**Activity**: Which lines run from the line with "-> Result<MatchOutcome, EngineError>;" through the line with "let needle = needle.trim().to_lowercase();" in the entries below? Print them exactly, both ends included, and nothing more.

**Material to process**:
┄┄┄┄┄┄┄┄┄┄┄┄┄┄┄┄┄┄┄┄
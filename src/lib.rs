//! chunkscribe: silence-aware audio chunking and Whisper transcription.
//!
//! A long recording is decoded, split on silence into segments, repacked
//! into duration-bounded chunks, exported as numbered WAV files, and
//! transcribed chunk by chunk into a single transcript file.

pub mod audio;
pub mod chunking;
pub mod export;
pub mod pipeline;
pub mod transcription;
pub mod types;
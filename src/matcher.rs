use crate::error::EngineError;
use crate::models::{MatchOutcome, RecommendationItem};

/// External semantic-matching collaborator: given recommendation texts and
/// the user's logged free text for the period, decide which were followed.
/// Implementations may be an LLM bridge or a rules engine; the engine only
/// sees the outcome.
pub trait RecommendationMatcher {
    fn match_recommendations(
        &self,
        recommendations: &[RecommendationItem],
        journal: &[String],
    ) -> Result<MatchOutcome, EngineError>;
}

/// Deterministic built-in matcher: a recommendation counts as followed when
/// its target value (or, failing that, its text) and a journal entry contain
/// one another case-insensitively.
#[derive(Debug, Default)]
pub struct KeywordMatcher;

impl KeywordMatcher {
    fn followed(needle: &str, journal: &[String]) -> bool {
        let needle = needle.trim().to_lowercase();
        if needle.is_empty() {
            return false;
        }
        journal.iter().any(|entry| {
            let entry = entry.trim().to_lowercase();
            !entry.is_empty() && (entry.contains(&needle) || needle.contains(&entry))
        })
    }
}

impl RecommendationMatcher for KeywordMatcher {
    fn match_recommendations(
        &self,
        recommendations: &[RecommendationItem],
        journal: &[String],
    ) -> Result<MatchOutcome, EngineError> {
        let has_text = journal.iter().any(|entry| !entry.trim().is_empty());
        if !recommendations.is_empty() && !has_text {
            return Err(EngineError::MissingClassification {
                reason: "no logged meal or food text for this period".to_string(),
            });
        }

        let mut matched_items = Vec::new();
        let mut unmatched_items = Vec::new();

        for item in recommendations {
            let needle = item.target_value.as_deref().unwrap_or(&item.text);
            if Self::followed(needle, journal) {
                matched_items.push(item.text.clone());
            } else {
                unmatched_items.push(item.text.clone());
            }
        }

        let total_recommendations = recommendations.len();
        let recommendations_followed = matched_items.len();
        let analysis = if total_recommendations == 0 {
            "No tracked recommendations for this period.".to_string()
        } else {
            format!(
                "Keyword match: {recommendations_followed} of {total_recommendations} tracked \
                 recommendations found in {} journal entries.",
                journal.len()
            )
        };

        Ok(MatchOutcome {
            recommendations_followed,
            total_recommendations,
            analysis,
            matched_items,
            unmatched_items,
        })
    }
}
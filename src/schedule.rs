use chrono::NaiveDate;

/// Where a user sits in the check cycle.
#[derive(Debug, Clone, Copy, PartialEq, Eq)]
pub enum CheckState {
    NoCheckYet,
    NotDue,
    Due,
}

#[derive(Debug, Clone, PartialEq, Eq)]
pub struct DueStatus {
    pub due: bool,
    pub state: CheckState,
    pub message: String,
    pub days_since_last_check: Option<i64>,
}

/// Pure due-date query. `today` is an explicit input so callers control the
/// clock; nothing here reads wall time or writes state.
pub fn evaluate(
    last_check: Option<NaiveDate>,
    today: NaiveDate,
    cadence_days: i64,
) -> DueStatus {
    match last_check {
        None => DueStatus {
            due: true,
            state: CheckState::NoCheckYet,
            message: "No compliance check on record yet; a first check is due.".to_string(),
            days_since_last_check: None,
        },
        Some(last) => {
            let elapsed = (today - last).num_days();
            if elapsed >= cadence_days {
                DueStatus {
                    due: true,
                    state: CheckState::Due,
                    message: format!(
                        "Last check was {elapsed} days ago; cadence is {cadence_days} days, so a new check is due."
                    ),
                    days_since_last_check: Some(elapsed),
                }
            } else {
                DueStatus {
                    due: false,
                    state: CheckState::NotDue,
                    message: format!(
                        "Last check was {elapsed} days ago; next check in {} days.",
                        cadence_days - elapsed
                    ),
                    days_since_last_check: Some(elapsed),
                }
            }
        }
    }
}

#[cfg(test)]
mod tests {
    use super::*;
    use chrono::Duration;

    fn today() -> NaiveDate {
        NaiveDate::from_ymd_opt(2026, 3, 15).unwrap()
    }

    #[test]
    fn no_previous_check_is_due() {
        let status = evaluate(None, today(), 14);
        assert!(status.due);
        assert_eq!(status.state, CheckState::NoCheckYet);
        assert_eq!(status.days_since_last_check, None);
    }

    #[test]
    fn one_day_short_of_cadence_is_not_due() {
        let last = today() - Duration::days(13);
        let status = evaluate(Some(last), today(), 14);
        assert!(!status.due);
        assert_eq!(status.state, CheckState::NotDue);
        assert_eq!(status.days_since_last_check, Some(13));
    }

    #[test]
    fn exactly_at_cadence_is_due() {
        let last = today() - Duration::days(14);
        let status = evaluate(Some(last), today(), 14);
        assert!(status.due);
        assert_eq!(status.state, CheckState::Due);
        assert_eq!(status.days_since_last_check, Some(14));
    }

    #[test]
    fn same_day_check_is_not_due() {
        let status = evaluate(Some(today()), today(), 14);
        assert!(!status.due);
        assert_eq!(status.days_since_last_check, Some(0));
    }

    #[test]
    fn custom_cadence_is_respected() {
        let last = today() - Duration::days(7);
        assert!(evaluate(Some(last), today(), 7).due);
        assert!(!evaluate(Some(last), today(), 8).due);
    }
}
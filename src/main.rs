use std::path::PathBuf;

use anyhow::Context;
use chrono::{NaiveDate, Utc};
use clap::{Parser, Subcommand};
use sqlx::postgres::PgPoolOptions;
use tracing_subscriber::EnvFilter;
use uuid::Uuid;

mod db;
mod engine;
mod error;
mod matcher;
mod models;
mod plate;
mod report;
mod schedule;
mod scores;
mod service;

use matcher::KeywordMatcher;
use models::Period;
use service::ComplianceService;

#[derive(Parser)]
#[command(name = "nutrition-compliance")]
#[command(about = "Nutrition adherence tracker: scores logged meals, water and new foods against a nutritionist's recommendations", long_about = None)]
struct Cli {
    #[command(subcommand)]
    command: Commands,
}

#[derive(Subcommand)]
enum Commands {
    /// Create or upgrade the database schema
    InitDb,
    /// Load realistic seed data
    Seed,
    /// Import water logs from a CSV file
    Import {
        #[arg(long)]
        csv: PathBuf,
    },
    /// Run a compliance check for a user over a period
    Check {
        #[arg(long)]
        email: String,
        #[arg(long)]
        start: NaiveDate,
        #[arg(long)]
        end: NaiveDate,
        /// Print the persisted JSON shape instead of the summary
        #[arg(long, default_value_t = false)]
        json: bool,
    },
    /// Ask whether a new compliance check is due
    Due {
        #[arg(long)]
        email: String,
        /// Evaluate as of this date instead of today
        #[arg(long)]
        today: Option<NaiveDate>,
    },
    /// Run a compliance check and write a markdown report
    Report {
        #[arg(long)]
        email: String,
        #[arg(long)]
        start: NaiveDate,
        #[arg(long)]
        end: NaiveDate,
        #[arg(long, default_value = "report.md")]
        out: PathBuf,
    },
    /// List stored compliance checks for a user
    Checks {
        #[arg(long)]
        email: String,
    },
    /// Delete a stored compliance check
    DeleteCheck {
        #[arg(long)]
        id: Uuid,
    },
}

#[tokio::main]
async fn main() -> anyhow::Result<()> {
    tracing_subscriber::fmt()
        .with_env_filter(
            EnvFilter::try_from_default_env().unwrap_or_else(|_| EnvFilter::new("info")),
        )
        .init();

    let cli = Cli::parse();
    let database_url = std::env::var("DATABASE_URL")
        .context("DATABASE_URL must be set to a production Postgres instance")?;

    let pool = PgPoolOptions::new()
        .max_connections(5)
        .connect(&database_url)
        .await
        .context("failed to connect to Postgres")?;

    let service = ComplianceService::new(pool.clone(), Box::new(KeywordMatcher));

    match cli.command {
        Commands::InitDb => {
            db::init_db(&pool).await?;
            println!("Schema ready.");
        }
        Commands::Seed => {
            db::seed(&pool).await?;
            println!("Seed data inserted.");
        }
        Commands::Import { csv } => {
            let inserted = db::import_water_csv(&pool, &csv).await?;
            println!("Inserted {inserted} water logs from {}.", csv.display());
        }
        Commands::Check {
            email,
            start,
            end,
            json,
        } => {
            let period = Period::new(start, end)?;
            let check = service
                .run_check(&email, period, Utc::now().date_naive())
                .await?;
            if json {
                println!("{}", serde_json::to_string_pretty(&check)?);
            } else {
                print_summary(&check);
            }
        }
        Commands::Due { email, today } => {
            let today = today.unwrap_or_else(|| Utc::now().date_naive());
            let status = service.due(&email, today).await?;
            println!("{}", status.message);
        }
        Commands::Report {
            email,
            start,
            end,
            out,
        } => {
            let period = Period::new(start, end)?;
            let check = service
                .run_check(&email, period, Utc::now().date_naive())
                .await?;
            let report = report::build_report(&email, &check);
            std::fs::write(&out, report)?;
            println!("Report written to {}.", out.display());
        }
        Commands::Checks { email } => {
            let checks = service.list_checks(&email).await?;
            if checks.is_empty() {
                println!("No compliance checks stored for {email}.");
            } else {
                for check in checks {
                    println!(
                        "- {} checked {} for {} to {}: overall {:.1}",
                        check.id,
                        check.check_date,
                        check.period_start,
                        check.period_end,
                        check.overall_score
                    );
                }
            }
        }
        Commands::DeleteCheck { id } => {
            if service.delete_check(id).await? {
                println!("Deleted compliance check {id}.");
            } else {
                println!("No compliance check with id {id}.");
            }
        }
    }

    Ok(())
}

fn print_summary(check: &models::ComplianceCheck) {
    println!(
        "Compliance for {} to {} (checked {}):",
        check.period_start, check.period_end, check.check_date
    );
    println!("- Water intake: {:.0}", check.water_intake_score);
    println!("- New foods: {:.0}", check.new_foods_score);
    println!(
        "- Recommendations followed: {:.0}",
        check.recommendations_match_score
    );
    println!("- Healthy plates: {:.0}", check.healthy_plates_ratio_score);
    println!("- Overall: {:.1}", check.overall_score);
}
┄┄┄┄┄┄┄┄┄┄┄┄┄┄┄┄┄┄┄┄
**Task response**:
    ) -> Result<MatchOutcome, EngineError>;
}

/// Deterministic built-in matcher: a recommendation counts as followed when
/// its target value (or, failing that, its text) and a journal entry contain
/// one another case-insensitively.
#[derive(Debug, Default)]
pub struct KeywordMatcher;

impl KeywordMatcher {
    fn followed(needle: &str, journal: &[String]) -> bool {
        let needle = needle.trim().to_lowercase();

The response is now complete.